Colorectal cancer (CRC) was once considered a rare disease in sub-Saharan Africa (SSA), but decades of globalisation has changed this narrative. Currently, CRC is the fifth most common cancer in SSA, and while CRC incidence and mortality are decreasing in some high-income countries, rates in SSA are on the rise.1 Because CRC develops from a benign precursor polyp over several years, early detection is critical to either prevent malignancy or detect it at an early stage when it is highly curable. Moreover, curative surgery has been shown to improve survival in a SSA setting.2 Unfortunately, more than 60% of patients in SSA present with stage 4 CRC with a <1% 5 year survival rate.3–5 In contrast, almost 40% of patients in the USA present with stage 1 CRC, resulting in a 5-year survival rate of 90%.6 7 Widespread population-based CRC screening programmes and tools (eg, faecal immunochemical test (FIT), colonoscopy) have improved early detection in high-income countries, but SSA-specific data, tools and screening programmes are currently lacking. There is an urgent need to develop more efficient approaches to CRC screening and early detection that do not rely heavily on trained healthcare personnel or specialised resources (eg, endoscopy, pathology), which are often scarce in low- and middle-income countries (LMICs).

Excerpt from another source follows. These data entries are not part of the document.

use serde_json::json;

use super::{CREATE_READ_UPDATE, CRUD, READ_UPDATE, admins_and_professionals};
use crate::policy::{Operation, SubjectMatcher};
use crate::schema::{EntitySchema, FieldSpec, Invariant};
use crate::{
    CardBrand, EntityType, InvoiceSourceType, InvoiceStatus, MobileProviderName, OrderStatus,
    PaymentMethodType, PaymentTermsType, PaymentTransactionStatus, ResourceItemStatus,
};

const INVOICE_SOURCES: &[(&str, EntityType)] = &[
    ("RESOURCE_ORDER", EntityType::ResourceOrder),
    ("EVENT_ORDER", EntityType::EventOrder),
];

const NOT_SUBSCRIBABLE_OR_DELETABLE: &[Operation] = &[Operation::Subscribe, Operation::Delete];

pub(super) fn schemas() -> Vec<EntitySchema> {
    vec![
        invoice(),
        payment_transaction(),
        payment_method(),
        resource_order_item(),
        order(EntityType::ResourceOrder, "RESOURCE_ORDER", EntityType::ResourceOrderItem),
        order(EntityType::EventOrder, "EVENT_ORDER", EntityType::EventRegistration),
    ]
}

fn lifecycle_status(tags: &'static [&'static str], initial: &str) -> FieldSpec {
    FieldSpec::tag("status", tags)
        .required()
        .default_value(json!(initial))
        .managed()
}

fn invoice() -> EntitySchema {
    EntitySchema::builder(EntityType::Invoice)
        .field(FieldSpec::id("id").required())
        .field(FieldSpec::text("invoiceNumber").required())
        .field(FieldSpec::id("ownerId").required())
        .field(
            FieldSpec::tag("invoiceSourceType", InvoiceSourceType::TAGS)
                .required()
                .immutable(),
        )
        .field(FieldSpec::id("invoiceSourceId").required().immutable())
        .field(FieldSpec::float("subTotal").required())
        .field(FieldSpec::float("discount").required())
        .field(FieldSpec::float("taxes").required())
        .field(FieldSpec::float("totalAmount").required())
        .field(FieldSpec::tag("paymentTerms", PaymentTermsType::TAGS))
        .field(FieldSpec::datetime("dueDate").required())
        .field(lifecycle_status(InvoiceStatus::TAGS, "UNPAID"))
        .field(FieldSpec::text("documentUrl"))
        .field(FieldSpec::integer("documentVersion"))
        .field(FieldSpec::json_list("documentHistory"))
        .owned_by("ownerId")
        .allow(SubjectMatcher::Owner, CREATE_READ_UPDATE)
        .allow(
            admins_and_professionals(),
            &[Operation::Read, Operation::Update, Operation::Delete],
        )
        .disable(NOT_SUBSCRIBABLE_OR_DELETABLE)
        .belongs_to("user", "ownerId", EntityType::User)
        .polymorphic(
            "source",
            "invoiceSourceType",
            "invoiceSourceId",
            INVOICE_SOURCES,
        )
        .has_many("transactions", EntityType::PaymentTransaction, "invoiceId")
        .invariant(Invariant::NonNegative("subTotal"))
        .invariant(Invariant::NonNegative("discount"))
        .invariant(Invariant::NonNegative("taxes"))
        .invariant(Invariant::NonNegative("totalAmount"))
        .invariant(Invariant::AmountBalance {
            total: "totalAmount",
            sub_total: "subTotal",
            discount: "discount",
            taxes: "taxes",
        })
        .unique(&["invoiceNumber"])
        .build()
}

fn payment_transaction() -> EntitySchema {
    EntitySchema::builder(EntityType::PaymentTransaction)
        .field(FieldSpec::id("id").required())
        .field(FieldSpec::id("invoiceId").required().immutable())
        .field(FieldSpec::id("paymentMethodId").required())
        .field(FieldSpec::text("transactionID"))
        .field(FieldSpec::float("amount").required().immutable())
        .field(FieldSpec::datetime("transactionDate").required())
        .field(lifecycle_status(PaymentTransactionStatus::TAGS, "PENDING"))
        .field(FieldSpec::text("notes"))
        .implicit_owner()
        .allow(SubjectMatcher::Owner, CREATE_READ_UPDATE)
        .allow(admins_and_professionals(), READ_UPDATE)
        .disable(NOT_SUBSCRIBABLE_OR_DELETABLE)
        .belongs_to("invoice", "invoiceId", EntityType::Invoice)
        .belongs_to("paymentMethod", "paymentMethodId", EntityType::PaymentMethod)
        .invariant(Invariant::NonNegative("amount"))
        .build()
}

fn payment_method() -> EntitySchema {
    EntitySchema::builder(EntityType::PaymentMethod)
        .field(FieldSpec::id("id").required())
        .field(FieldSpec::id("ownerId").required())
        .field(FieldSpec::text("ownerName").required())
        .field(FieldSpec::tag("type", PaymentMethodType::TAGS).required())
        .field(FieldSpec::text("paymentToken").required())
        .field(FieldSpec::boolean("isDefault").required())
        .field(FieldSpec::object(
            "cardDetails",
            vec![
                FieldSpec::tag("cardBrand", CardBrand::TAGS),
                FieldSpec::text("lastFourDigits").required(),
            ],
        ))
        .field(FieldSpec::object(
            "mobileDetails",
            vec![
                FieldSpec::text("mobileNumber").required(),
                FieldSpec::tag("mobileProviderName", MobileProviderName::TAGS),
            ],
        ))
        .owned_by("ownerId")
        .allow(SubjectMatcher::Owner, CRUD)
        .allow(admins_and_professionals(), READ_UPDATE)
        .disable(NOT_SUBSCRIBABLE_OR_DELETABLE)
        .belongs_to("user", "ownerId", EntityType::User)
        .has_many("transactions", EntityType::PaymentTransaction, "paymentMethodId")
        .has_many("resourceOrders", EntityType::ResourceOrder, "paymentMethodId")
        .has_many("eventOrders", EntityType::EventOrder, "paymentMethodId")
        .invariant(Invariant::PaymentDetails {
            kind: "type",
            card: "cardDetails",
            mobile: "mobileDetails",
        })
        .unique_when(&["ownerId"], "isDefault", json!(true))
        .build()
}

fn resource_order_item() -> EntitySchema {
    EntitySchema::builder(EntityType::ResourceOrderItem)
        .field(FieldSpec::id("id").required())
        .field(FieldSpec::id("ownerId").required())
        .field(FieldSpec::id("orderId").required().immutable())
        .field(FieldSpec::id("resourceId").required())
        .field(FieldSpec::text("description").required())
        .field(FieldSpec::integer("quantity").required())
        .field(FieldSpec::float("price").required())
        .field(
            FieldSpec::tag("status", ResourceItemStatus::TAGS)
                .required()
                .default_value(json!("PENDING")),
        )
        .owned_by("ownerId")
        .allow(SubjectMatcher::Owner, CREATE_READ_UPDATE)
        .allow(admins_and_professionals(), READ_UPDATE)
        .disable(NOT_SUBSCRIBABLE_OR_DELETABLE)
        .belongs_to("user", "ownerId", EntityType::User)
        .belongs_to("order", "orderId", EntityType::ResourceOrder)
        .belongs_to("resource", "resourceId", EntityType::Resource)
        .invariant(Invariant::IntegerRange {
            field: "quantity",
            min: Some(1),
            max: None,
        })
        .invariant(Invariant::NonNegative("price"))
        .build()
}

fn order(entity_type: EntityType, source_tag: &'static str, items: EntityType) -> EntitySchema {
    EntitySchema::builder(entity_type)
        .field(FieldSpec::id("id").required())
        .field(FieldSpec::text("orderNumber").required())
        .field(FieldSpec::id("ownerId").required())
        .field(FieldSpec::id("paymentMethodId").required())
        .field(lifecycle_status(OrderStatus::TAGS, "PENDING"))
        .owned_by("ownerId")
        .allow(SubjectMatcher::Owner, CREATE_READ_UPDATE)
        .allow(admins_and_professionals(), READ_UPDATE)
        .belongs_to("user", "ownerId", EntityType::User)
        .has_many_tagged(
            "invoices",
            EntityType::Invoice,
            "invoiceSourceId",
            ("invoiceSourceType", source_tag),
        )
        .has_many("items", items, "orderId")
        .belongs_to("paymentMethod", "paymentMethodId", EntityType::PaymentMethod)
        .unique(&["orderNumber"])
        .build()
}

Recent technological advances and developments in artificial intelligence (AI) and machine learning (ML) methods have the potential to transform global health, particularly for early detection and diagnosis of CRC in SSA. Researchers are collecting enormous volumes of data, and while data science applications are largely underdeveloped in Africa, many enabling factors are already in place. Developments in cloud computing, substantial investments in digitising health information, and robust mobile phone penetration have poised many places in SSA with the necessary basics to initiate meaningful AI/ML applications.8 Businesses in SSA …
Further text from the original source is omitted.